9. That fly and insect remains found in the car trunk and at the site of recovery showed that flies and insects that are attracted to rotting meat (human and pork) were present. These bugs included “early colonizers” (that is, ones that show up during the early stages of decomposition) and “late colonizers” (that is, ones that show up during later stages). The fact is that Caylee Anthony’s remains completely decomposed—and that’s why nothing but bones and a little hair were ultimately recovered, but there is no CSI proof-positive that anything decomposed in the trunk of the car other than some unknown meat. (The best evidence of human decomposition came from a tow-truck yard operator, not a crime lab.)

10. That a shovel Casey Anthony borrowed from a neighbor was found to have soil on it, but as soon as the remains were found the FBI Lab ceased its examination and never compared the shovel evidence to the soil in the wooded area where the remains were found—so there is no evidence that Casey Anthony borrowed the shovel to bury the body. In fact there is no evidence that Casey Anthony borrowed the shovel to bury anything.

11. That none of the public laboratories found any stains or any substances on anyone’s clothing or shoes. Nothing of evidentiary value.

12. That no fingerprints were found at all.

13. That a bag of garbage from the Anthony car was dried out in order to preserve the organic materials in it, and as a result numerous experts were forced to testify that there were no wet materials or “food” present in the trash when they examined it

14. That a bag of garbage from the Anthony car was odiferous when discovered, but subsequently smelled less strongly after it was dried out.

15. When instructed to search the Anthony family’s computer hard drive (not the defendant’s laptop hard drive), a computer forensics expert on the Orlando police force failed to recover any useful evidence. Then a software developer from Canada recovered a series of searches that took place within a few minutes on an afternoon in March 2008 when supposedly only Casey was at home. No thorough, comprehensive analysis of either hard drive was ever conducted.

I could go on, but it bores me. The fact is that investigators in the Caylee Anthony murder case did not cleverly use CSI evidence to prove what killed her, let alone whodunit.

At this point, the only “evidence” that Casey Anthony did anything wrong is that she lied about her daughter’s whereabouts after she must already have been dead. A reasonable juror would conclude from this that Casey knew Caylee was dead.

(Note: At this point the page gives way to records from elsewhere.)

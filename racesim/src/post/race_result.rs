use crate::core::car::ControllerKind;
use anyhow::Context;
use serde::{Deserialize, Serialize};
use std::fmt::Write;
use std::path::Path;

/// ResultEntry is one line of the final classification.
#[derive(Debug, Serialize, Deserialize, Clone, PartialEq)]
pub struct ResultEntry {
    pub name: String,
    pub controller: ControllerKind,
    pub lap_times: Vec<f64>,
    pub total_time: f64,
    pub auto_completed: bool,
}

/// RaceResult contains the classification of one race, entries in finish order.
#[derive(Debug, Serialize, Deserialize, Clone, PartialEq)]
pub struct RaceResult {
    pub track_name: String,
    pub tot_no_laps: u32,
    pub entries: Vec<ResultEntry>,
}

impl RaceResult {
    /// position_of returns the 0-based finishing position of the named car.
    pub fn position_of(&self, name: &str) -> Option<usize> {
        self.entries.iter().position(|e| e.name == name)
    }

    pub fn player_entry(&self) -> Option<(usize, &ResultEntry)> {
        self.entries
            .iter()
            .enumerate()
            .find(|(_, e)| e.controller == ControllerKind::Human)
    }

    fn format_table(&self) -> Result<String, std::fmt::Error> {
        let mut content = String::new();

        write!(&mut content, "pos, {:>10}, ", "name")?;
        for lap in 1..self.tot_no_laps as usize + 1 {
            write!(&mut content, "{:>8}, ", format!("lap {}", lap))?;
        }
        writeln!(&mut content, "{:>9}", "total")?;

        for (pos, entry) in self.entries.iter().enumerate() {
            write!(&mut content, "{:3}, {:>10}, ", pos + 1, entry.name)?;
            for lap in 0..self.tot_no_laps as usize {
                match entry.lap_times.get(lap) {
                    Some(t) => write!(&mut content, "{:7.3}s, ", t)?,
                    None => write!(&mut content, "{:>8}, ", "-")?,
                }
            }
            if entry.auto_completed {
                writeln!(&mut content, "{:8.3}s (not finished)", entry.total_time)?;
            } else {
                writeln!(&mut content, "{:8.3}s", entry.total_time)?;
            }
        }

        Ok(content)
    }

    /// print_lap_and_race_times prints the classification to the console output.
    pub fn print_lap_and_race_times(&self) {
        println!("RESULT: {}", self.track_name);
        match self.format_table() {
            Ok(table) => print!("{}", table),
            Err(e) => tracing::warn!("Could not format race result: {}", e),
        }
    }

    /// write_to_csv writes one row per car in finish order. Laps a car did not drive stay empty.
    pub fn write_to_csv(&self, path: &Path) -> anyhow::Result<()> {
        if let Some(dir) = path.parent() {
            std::fs::create_dir_all(dir)
                .context(format!("Failed to create result directory {}!", dir.display()))?;
        }

        let mut writer = csv::Writer::from_path(path)
            .context(format!("Failed to open result file {}!", path.display()))?;

        let mut header = vec![
            "position".to_owned(),
            "name".to_owned(),
            "controller".to_owned(),
            "total_time".to_owned(),
            "auto_completed".to_owned(),
        ];
        header.extend((1..self.tot_no_laps + 1).map(|lap| format!("lap_{}", lap)));
        writer.write_record(&header)?;

        for (pos, entry) in self.entries.iter().enumerate() {
            let mut record = vec![
                (pos + 1).to_string(),
                entry.name.to_owned(),
                format!("{:?}", entry.controller),
                format!("{:.3}", entry.total_time),
                entry.auto_completed.to_string(),
            ];
            record.extend(
                (0..self.tot_no_laps as usize)
                    .map(|lap| entry.lap_times.get(lap).map_or(String::new(), |t| format!("{:.3}", t))),
            );
            writer.write_record(&record)?;
        }

        writer
            .flush()
            .context(format!("Failed to write result file {}!", path.display()))?;
        Ok(())
    }
}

But that doesn’t prove how she died.

If the jurors in the Casey Anthony trial have ceased to take notes, this is why. When they retire for deliberations, they will discount most of the physical evidence and be forced to rely on witness testimony. Note that I said “discount,” not “ignore.” The jurors will discuss that fact that for every CSI clue presented, an equally convincing counter was also presented.

And you don’t have to be a Ph. D. to understand this.

It seems to me the taxpayers of Florida would have been better served to have all the evidence in this case analyzed by privately-owned labs, rather than government-owned and run labs, which have an inherent prosecution bias.